Ask HN: Online tutor services for development - jamesdftx
Hello everyone,<p>I&#x27;m wondering if anyone has had any luck as a beginner utilizing tutors online to help with writing code. A quick google search has yielded codementor.io but I wanted to know if anyone here had any suggestions. Obviously I could attempt this through trial and error but it&#x27;d really help if I could get some proper direction.
======
hackermailman
Edx some of their courses have TAs, like this software development track
[https://www.edx.org/micromasters/software-
development](https://www.edx.org/micromasters/software-development)

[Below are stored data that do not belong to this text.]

use anyhow::{bail, Context, Result};
use clap::Parser;
use colored::Colorize;
use std::sync::Arc;
use tracing::{error, info};

use dhm::app::App;
use dhm::cli::{get_version, Cli, Commands};
use dhm::core::health::{sort_nodes, HealthColor};
use dhm::core::state::{shared, MonitorMode, MonitorState};
use dhm::core::{Collector, DockerHost, ServiceNode};
use dhm::utils::logging::init_logging;
use dhm::utils::{bytes_to_mb, short_id, truncate_string, AppConfig};

#[tokio::main]
async fn main() -> Result<()> {
    let cli = Cli::parse();

    let mut config = match &cli.config {
        Some(path) => AppConfig::load_from(path)?,
        None => AppConfig::load()?,
    };
    if cli.log_file.is_some() {
        config.log_file = cli.log_file.clone();
    }
    if cli.full {
        config.start_mode = MonitorMode::Full;
    }

    if let Some(Commands::InitConfig { force }) = cli.command {
        return handle_init_config(cli.config.clone(), &config, force);
    }

    // A broken log path only costs us the log file
    if let Err(e) = init_logging(config.log_path().as_deref()) {
        eprintln!("Warning: logging disabled: {:#}", e);
    }
    info!(version = get_version(), mode = config.start_mode.label(), "starting dhm");

    let collector = connect(&config)?;

    // The first listing decides whether the host is usable at all
    let mut nodes = match collector.collect(config.start_mode).await {
        Ok(nodes) => nodes,
        Err(e) => {
            error!(error = %e, "container host unreachable at startup");
            return Err(e).context("Cannot reach the Docker daemon. Is it running and is the socket accessible?");
        }
    };
    sort_nodes(&mut nodes);

    match cli.command {
        None => {
            let state = shared(MonitorState::new(config.start_mode));
            let mut app = App::new(collector, state, config).await;
            app.seed(nodes).await;
            app.run().await?;
        }
        Some(Commands::Status { json }) => {
            print_status(&nodes, json)?;
        }
        Some(Commands::InitConfig { .. }) => {}
    }

    Ok(())
}

fn connect(config: &AppConfig) -> Result<Collector> {
    let host = DockerHost::connect().context("Failed to connect to Docker")?;
    Ok(Collector::with_timeouts(
        Arc::new(host),
        config.inspect_timeout(),
        config.stats_timeout(),
    ))
}

fn handle_init_config(path: Option<std::path::PathBuf>, config: &AppConfig, force: bool) -> Result<()> {
    let path = match path {
        Some(path) => path,
        None => AppConfig::config_path()?,
    };

    if path.exists() && !force {
        bail!("{} already exists (use --force to overwrite)", path.display());
    }

    config.save_to(&path)?;
    println!("{} Config written to {}", "✓".green(), path.display());
    Ok(())
}

fn print_status(nodes: &[ServiceNode], json: bool) -> Result<()> {
    if json {
        println!("{}", serde_json::to_string_pretty(nodes).context("Failed to serialize nodes")?);
        return Ok(());
    }

    println!("{}\n", "Docker Health Monitor".bold());
    println!(
        "{:<14} {:<28} {:<12} {:>6} {:>9} {:>10}  {}",
        "ID", "NAME", "STATUS", "EXIT", "CPU %", "MEM MB", "DEPENDS ON"
    );
    println!("{}", "-".repeat(96));

    for node in nodes {
        let status = format!("{:<12}", truncate_string(&node.status, 12));
        let status = match node.health_color() {
            HealthColor::Green => status.green(),
            HealthColor::Gray => status.bright_black(),
            HealthColor::Red => status.red().bold(),
        };

        println!(
            "{:<14} {:<28} {} {:>6} {:>9.1} {:>10.1}  {}",
            short_id(&node.id),
            truncate_string(&node.name, 28),
            status,
            node.exit_code,
            node.cpu_percent,
            bytes_to_mb(node.mem_usage_bytes),
            node.deps.join(", ")
        );
    }

    let running = nodes.iter().filter(|n| n.is_running()).count();
    println!("\n{} total, {} running", nodes.len(), running.to_string().green());
    Ok(())
}
pub mod collector;
pub mod deps;
pub mod docker;
pub mod error;
pub mod health;
pub mod log_parser;
pub mod metrics;
pub mod monitor;
pub mod node;
pub mod state;

pub use collector::Collector;
pub use docker::{ContainerHost, DockerHost};
pub use error::{HostError, MonitorError};
pub use monitor::{Panel, PollLoop, UiUpdate};
pub use node::{ServiceNode, SystemSummary};
pub use state::{MonitorMode, MonitorState, SharedState};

Otherwise contributing to some open source project as a jr dev you'll get
feedback from Sr project members, it's how I went from semi-competent at
building academic exercises to competent at building software people actually
use.

------
richardknop
Trial error is actually a great method to learn. I have learned programming
like that as a kid. You don't really need a tutor imho.

------
tbirrell
Are you looking for someone to teach you? Or someone to help you when you get
stuck?

------
mattbgates
If you need starting basics, I suggest
[https://www.codeacademy.com](https://www.codeacademy.com) or
[https://www.teamtreehouse.com](https://www.teamtreehouse.com) just to help
you get a feel for the syntax and understanding.

I definitely am not discouraging you from hiring someone to train or teach
you, but if you go in knowing nothing, chances are, you'll be paying someone
to learn the basics, of which you can do for free and in your own time.

Once you get more advanced, you'll want to check out places like Lynda.com or
Udemy.com -- a place that often has some great sales -- dropping their prices
as low as $10 - $20 per course ($100+ value) throughout the year.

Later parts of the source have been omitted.